NEW YORK ( TheStreet) -- Harvard Business School professor Clayton Christensen is the architect of and the world's foremost authority on disruptive innovation. On Friday he re-tweeted Todd Sherman's forecast that Apple's ( AAPL) app-enabled television could be the biggest disruption in the video game space since the Wii enlarged the market.

The tweet links to M.G. Siegler's Feb. 14 piece in TechCrunch that reiterates the case made by Xbox team founder Nat Brown who commented, "Apple, if it chooses to do so, will simply kill Playstation, Wii-U and Xbox by introducing an open 30%-cut app/game ecosystem for Apple TV. I already make a lot of money on iOS . . . I will be the first to write apps for Apple TV when I can and I know I'll make money."

Many have questioned the relevance of an Apple HDTV as they observe the commoditization of the market. However, Apple's software solutions seem to be enough to differentiate Apple's offering in terms of disruptive innovation.

The potential of App Store gaming is only one reason for consumers to buy the product. In prior posts at, we've speculated that Apple might be the first to fix the archaic living room infrastructure that contains multiple remote controls for multiple devices unable to communicate with one another.

In an interview with NBC's Brian Williams, Tim Cook mentioned that when he goes into his living room and turns on the TV he feels like he's gone back in time 20 to 30 years.
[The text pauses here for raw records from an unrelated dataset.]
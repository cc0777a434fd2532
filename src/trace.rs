//! Conditional tracing macros (zero-cost when feature disabled).
//!
//! This module provides macros that emit tracing spans and events when the
//! `tracing` feature is enabled, and compile to nothing when disabled.

/// Create an info-level span for a major operation.
///
/// When the `tracing` feature is enabled, this creates a `tracing::info_span!`.
/// When disabled, it compiles to a no-op that returns a dummy guard.
#[cfg(feature = "tracing")]
macro_rules! trace_span {
    ($name:expr $(, $($field:tt)*)?) => {
        tracing::info_span!($name $(, $($field)*)?)
    };
}

#[cfg(not(feature = "tracing"))]
macro_rules! trace_span {
    ($name:expr $(, $($field:tt)*)?) => {
        $crate::trace::NoopSpan
    };
}

/// Emit an info-level event for key measurements.
///
/// When the `tracing` feature is enabled, this calls `tracing::info!`.
/// When disabled, it compiles to nothing (values are evaluated but discarded to avoid
/// unused warnings).
#[cfg(feature = "tracing")]
macro_rules! trace_event {
    ($name:expr, $($key:ident = $value:expr),+ $(,)?) => {
        tracing::info!(name: $name, $($key = $value),+)
    };
    ($name:expr) => {
        tracing::info!(name: $name)
    };
}

#[cfg(not(feature = "tracing"))]
macro_rules! trace_event {
    ($name:expr, $($key:ident = $value:expr),+ $(,)?) => {
        // Evaluate expressions to silence unused warnings, but discard results
        let _ = ($($value,)+);
    };
    ($name:expr) => {};
}

/// Emit a debug-level event for per-call details (cache hits, per-match scores).
#[cfg(feature = "tracing")]
macro_rules! trace_debug {
    ($name:expr, $($key:ident = $value:expr),+ $(,)?) => {
        tracing::debug!(name: $name, $($key = $value),+)
    };
}

#[cfg(not(feature = "tracing"))]
macro_rules! trace_debug {
    ($name:expr, $($key:ident = $value:expr),+ $(,)?) => {
        let _ = ($($value,)+);
    };
}

/// Emit a warn-level event for recoverable problems (skipped files, bad regions).
#[cfg(feature = "tracing")]
macro_rules! trace_warn {
    ($name:expr, $($key:ident = $value:expr),+ $(,)?) => {
        tracing::warn!(name: $name, $($key = $value),+)
    };
}

#[cfg(not(feature = "tracing"))]
macro_rules! trace_warn {
    ($name:expr, $($key:ident = $value:expr),+ $(,)?) => {
        let _ = ($($value,)+);
    };
}

pub(crate) use trace_debug;
#[cfg_attr(not(feature = "image-io"), allow(unused_imports))]
pub(crate) use trace_event;
pub(crate) use trace_span;
pub(crate) use trace_warn;

/// A no-op span guard used when tracing is disabled.
///
/// Lets `let _guard = trace_span!(...).entered();` compile without conditional
/// compilation at call sites.
#[cfg(not(feature = "tracing"))]
pub struct NoopSpan;

#[cfg(not(feature = "tracing"))]
impl NoopSpan {
    /// Returns self, mimicking `Span::entered()`.
    #[inline]
    pub fn entered(self) -> Self {
        self
    }
}
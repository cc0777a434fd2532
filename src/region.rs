//! Search-region selection.
//!
//! A region restricts the scan to a sub-rectangle of the source. The selected
//! view borrows the source pixels, and the region origin is returned as an
//! offset so match coordinates can be reported in source space.

use crate::image::CanonicalView;
use crate::trace::trace_warn;
use crate::util::{TraceMatchError, TraceMatchResult};

/// Sub-rectangle of the source, in source pixel coordinates.
///
/// The default value (and any region with zero width or height) means
/// "search the entire source".
#[derive(Clone, Copy, Debug, Default, PartialEq, Eq, Hash)]
pub struct SearchRegion {
    pub x: usize,
    pub y: usize,
    pub width: usize,
    pub height: usize,
}

impl SearchRegion {
    pub fn new(x: usize, y: usize, width: usize, height: usize) -> Self {
        Self {
            x,
            y,
            width,
            height,
        }
    }

    /// Returns true when the region selects the whole source.
    pub fn is_empty(&self) -> bool {
        self.width == 0 || self.height == 0
    }

    /// Checks that the region lies fully inside an image of the given size.
    pub fn validate(&self, img_width: usize, img_height: usize) -> TraceMatchResult<()> {
        let fits_x = self
            .x
            .checked_add(self.width)
            .is_some_and(|end| end <= img_width);
        let fits_y = self
            .y
            .checked_add(self.height)
            .is_some_and(|end| end <= img_height);
        if fits_x && fits_y {
            Ok(())
        } else {
            Err(TraceMatchError::RegionOutOfBounds {
                x: self.x,
                y: self.y,
                width: self.width,
                height: self.height,
                img_width,
                img_height,
            })
        }
    }
}

/// View to scan plus the offset that maps its coordinates back to the source.
#[derive(Clone, Copy, Debug)]
pub struct Selection<'a> {
    pub view: CanonicalView<'a>,
    pub offset_x: usize,
    pub offset_y: usize,
}

/// Restricts `source` to `region`.
///
/// An empty region selects the whole source. A region that does not fit is
/// logged and also falls back to the whole source; it never fails the match.
pub fn select(source: CanonicalView<'_>, region: SearchRegion) -> Selection<'_> {
    let full = Selection {
        view: source,
        offset_x: 0,
        offset_y: 0,
    };
    if region.is_empty() {
        return full;
    }

    let view = region
        .validate(source.width(), source.height())
        .and_then(|()| source.roi(region.x, region.y, region.width, region.height));
    match view {
        Ok(view) => Selection {
            view,
            offset_x: region.x,
            offset_y: region.y,
        },
        Err(err) => {
            let reason = err.to_string();
            trace_warn!(
                "region_fallback",
                reason = reason.as_str(),
                img_width = source.width(),
                img_height = source.height()
            );
            full
        }
    }
}
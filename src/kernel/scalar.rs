//! Two-pass reference kernel.
//!
//! Computes the window mean first, then the mean-subtracted sums, exactly as
//! the correlation is defined. It is the slow ground truth the integral kernel
//! is checked against.

use crate::image::{CanonicalView, CANONICAL_CHANNELS};
use crate::kernel::{aggregate, channel_correlation, Kernel};
use crate::template::TemplatePlan;

/// Direct two-pass NCC kernel.
pub struct NccScalar<'a> {
    image: CanonicalView<'a>,
    plan: &'a TemplatePlan,
}

impl<'a> NccScalar<'a> {
    pub fn new(image: CanonicalView<'a>, plan: &'a TemplatePlan) -> Self {
        Self { image, plan }
    }

    fn window_row(&self, x: usize, y: usize) -> &'a [u8] {
        let start = x * CANONICAL_CHANNELS;
        let len = self.plan.width() * CANONICAL_CHANNELS;
        self.image
            .row(y)
            .and_then(|row| row.get(start..start + len))
            .unwrap_or(&[])
    }
}

impl Kernel for NccScalar<'_> {
    fn image_size(&self) -> (usize, usize) {
        (self.image.width(), self.image.height())
    }

    fn template_size(&self) -> (usize, usize) {
        (self.plan.width(), self.plan.height())
    }

    fn score_at(&self, x: usize, y: usize) -> f64 {
        let tpl_h = self.plan.height();
        let n = self.plan.pixel_count() as f64;

        let mut sum = [0.0f64; CANONICAL_CHANNELS];
        for ty in 0..tpl_h {
            for px in self.window_row(x, y + ty).chunks_exact(CANONICAL_CHANNELS) {
                for c in 0..CANONICAL_CHANNELS {
                    sum[c] += f64::from(px[c]);
                }
            }
        }
        let mean_s = sum.map(|s| s / n);

        let mut num = [0.0f64; CANONICAL_CHANNELS];
        let mut denom_s = [0.0f64; CANONICAL_CHANNELS];
        for ty in 0..tpl_h {
            let src = self.window_row(x, y + ty).chunks_exact(CANONICAL_CHANNELS);
            let tpl = self.plan.zero_mean_row(ty).chunks_exact(CANONICAL_CHANNELS);
            for (s_px, t_px) in src.zip(tpl) {
                for c in 0..CANONICAL_CHANNELS {
                    let ds = f64::from(s_px[c]) - mean_s[c];
                    num[c] += ds * t_px[c];
                    denom_s[c] += ds * ds;
                }
            }
        }

        let denom_t = self.plan.sum_sq_dev();
        let mut corr = [0.0f64; CANONICAL_CHANNELS];
        for c in 0..CANONICAL_CHANNELS {
            corr[c] = channel_correlation(num[c], denom_s[c], denom_t[c]);
        }
        aggregate(corr)
    }
}
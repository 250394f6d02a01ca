use speedy::{Readable, Writable};

/// Why we are announcing. Written to the wire as a big-endian u32.
#[derive(Debug, Clone, Copy, PartialEq, Eq, Default, Writable, Readable)]
pub enum Event {
    None = 0,
    Completed = 1,
    #[default]
    Started = 2,
    Stopped = 3,
}
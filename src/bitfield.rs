//! Piece ownership bitmaps, wrapper types around Bitvec.
//!
//! Two lifetimes exist: a private [`Bitfield`] owned by a single peer
//! connection, and the global [`SharedBitfield`] of pieces we have, which
//! every worker observes without copying.

use std::sync::{
    atomic::{AtomicU8, Ordering},
    Arc,
};

use bitvec::prelude::*;
use rand::Rng;

/// Bitfield where index = piece.
pub type Bitfield = BitVec<u8, Msb0>;

/// Byte capacity of the shared region, fixed at creation.
pub const SHARED_BITFIELD_CAPACITY: usize = 2048;

pub trait RemoraBitfield {
    /// Bitfield of `bits` zeroed bits backed by the given bytes.
    fn from_vec_with_len(vec: Vec<u8>, bits: usize) -> Bitfield {
        let mut s = Bitfield::from_vec(vec);
        s.resize(bits, false);
        s
    }

    fn safe_set(&mut self, _index: usize) {}
    fn safe_get(&mut self, index: usize) -> bool;

    /// The piece-selection primitive: the lowest bit `i` with
    /// `self[i] == 0` and `other[i] == 1`, scanning the shorter of the
    /// two bit lengths. `self` is our ownership bitfield, `other` the
    /// remote peer's advertised one.
    ///
    /// With `randomize` the scan starts at a random offset and wraps, so
    /// workers hitting the same swarm state spread over different pieces;
    /// the returned index still satisfies the predicate, it is just no
    /// longer the lowest one.
    fn first_missing_in(
        &self,
        other: &Bitfield,
        randomize: bool,
    ) -> Option<usize>;
}

impl RemoraBitfield for Bitfield {
    fn safe_set(&mut self, index: usize) {
        if self.len() <= index {
            self.resize(index + 1, false);
        }
        self.set(index, true);
    }

    fn safe_get(&mut self, index: usize) -> bool {
        if self.len() <= index {
            self.resize(index + 1, false);
        }
        self[index]
    }

    fn first_missing_in(
        &self,
        other: &Bitfield,
        randomize: bool,
    ) -> Option<usize> {
        let bits = self.len().min(other.len());
        if bits == 0 {
            return None;
        }

        let start = if randomize {
            rand::thread_rng().gen_range(0..bits)
        } else {
            0
        };

        (0..bits)
            .map(|offset| (start + offset) % bits)
            .find(|&i| !self[i] && other[i])
    }
}

/// The global "pieces we have" bitmap, mapped into every worker.
///
/// This is the one piece of genuinely shared mutable state in the whole
/// client. Bits are only ever set, never cleared, and only through an
/// atomic or, so concurrent workers cannot lose each other's writes. The
/// capacity is fixed at creation and the region starts zeroed.
#[derive(Debug, Clone)]
pub struct SharedBitfield {
    bytes: Arc<[AtomicU8]>,
}

impl Default for SharedBitfield {
    fn default() -> Self {
        Self::new()
    }
}

impl SharedBitfield {
    pub fn new() -> Self {
        Self::with_capacity(SHARED_BITFIELD_CAPACITY)
    }

    pub fn with_capacity(bytes: usize) -> Self {
        let v: Vec<AtomicU8> =
            (0..bytes).map(|_| AtomicU8::new(0)).collect();
        Self { bytes: v.into() }
    }

    pub fn capacity_bits(&self) -> usize {
        self.bytes.len() * 8
    }

    /// Set one bit. Out-of-capacity indices are reported, never grown.
    pub fn set(&self, bit: usize) -> bool {
        let Some(byte) = self.bytes.get(bit / 8) else { return false };
        byte.fetch_or(0x80 >> (bit % 8), Ordering::Release);
        true
    }

    pub fn get(&self, bit: usize) -> bool {
        let Some(byte) = self.bytes.get(bit / 8) else { return false };
        byte.load(Ordering::Acquire) & (0x80 >> (bit % 8)) != 0
    }

    /// Owned copy of the first `bits` bits, for complement scans against a
    /// peer's private bitfield.
    pub fn snapshot(&self, bits: usize) -> Bitfield {
        let bits = bits.min(self.capacity_bits());
        let bytes: Vec<u8> = self.bytes[..bits.div_ceil(8)]
            .iter()
            .map(|b| b.load(Ordering::Acquire))
            .collect();
        Bitfield::from_vec_with_len(bytes, bits)
    }

    pub fn count_ones(&self, bits: usize) -> usize {
        self.snapshot(bits).count_ones()
    }
}

#[cfg(test)]
mod tests {
    use super::*;

    #[test]
    fn safe_set() {
        let mut bitfield = Bitfield::from_vec_with_len(vec![0], 2);
        assert_eq!(bitfield.len(), 2);

        bitfield.safe_set(2);
        assert_eq!(bitfield.len(), 3);
        assert!(bitfield.get(2).unwrap());

        bitfield.safe_set(10);
        assert_eq!(bitfield.len(), 11);
        assert!(bitfield.get(10).unwrap());
    }

    #[test]
    fn safe_get() {
        let mut bitfield = Bitfield::from_vec_with_len(vec![0], 1);
        assert!(!bitfield.safe_get(10));
        assert_eq!(bitfield.len(), 11);
    }

    #[test]
    fn first_missing_is_lowest() {
        // local: 1100 0000, remote: 1111 0000 -> piece 2
        let local = Bitfield::from_vec_with_len(vec![0b1100_0000], 8);
        let remote = Bitfield::from_vec_with_len(vec![0b1111_0000], 8);
        assert_eq!(local.first_missing_in(&remote, false), Some(2));

        // remote has nothing we lack
        let remote = Bitfield::from_vec_with_len(vec![0b1100_0000], 8);
        assert_eq!(local.first_missing_in(&remote, false), None);

        // empty bitfields
        let empty = Bitfield::new();
        assert_eq!(empty.first_missing_in(&empty, false), None);
    }

    #[test]
    fn first_missing_uses_shorter_length() {
        let local = Bitfield::from_vec_with_len(vec![0x00], 4);
        // remote only advertises piece 6, which is past our length
        let remote = Bitfield::from_vec_with_len(vec![0b0000_0010], 8);
        assert_eq!(local.first_missing_in(&remote, false), None);
    }

    #[test]
    fn first_missing_randomized_satisfies_predicate() {
        let local = Bitfield::from_vec_with_len(vec![0b1010_1010, 0], 16);
        let remote = Bitfield::from_vec_with_len(vec![0xff, 0xff], 16);

        for _ in 0..100 {
            let i = local.first_missing_in(&remote, true).unwrap();
            assert!(!local[i]);
            assert!(remote[i]);
        }
    }

    #[test]
    fn shared_starts_zeroed() {
        let shared = SharedBitfield::new();
        assert_eq!(shared.capacity_bits(), SHARED_BITFIELD_CAPACITY * 8);
        assert_eq!(shared.count_ones(shared.capacity_bits()), 0);
    }

    #[test]
    fn shared_set_is_monotonic_and_msb_first() {
        let shared = SharedBitfield::with_capacity(2);
        assert!(shared.set(0));
        assert!(shared.set(9));
        assert!(shared.get(0));
        assert!(shared.get(9));
        assert!(!shared.get(1));

        // wire order: bit 0 is the most significant bit of byte 0
        let snap = shared.snapshot(16);
        assert_eq!(snap.into_vec(), vec![0b1000_0000, 0b0100_0000]);

        // out of capacity is reported, not grown
        assert!(!shared.set(16));
        assert!(!shared.get(16));
    }

    #[test]
    fn shared_snapshot_feeds_complement_scan() {
        let shared = SharedBitfield::with_capacity(1);
        shared.set(0);

        let remote = Bitfield::from_vec_with_len(vec![0b1100_0000], 8);
        let snap = shared.snapshot(8);
        assert_eq!(snap.first_missing_in(&remote, false), Some(1));
    }
}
A universal remote application that enables an iPad, iPad mini or an iPhone to control all living room technology would fill a major need.

As a third component to Apple's potential for disruptive innovation, it is widely known that cable and satellite providers charge consumers for large quantities of content that are never viewed. If Apple allows users to cut the cord and purchase television content in an a la carte method, the cost savings will provide incentive to purchase the product.

It's interesting that Clayton Christensen would endorse Apple's potential for disruptive innovation at a time when investors are shunning the stock. Perhaps Christensen sees an opportunity that others are missing.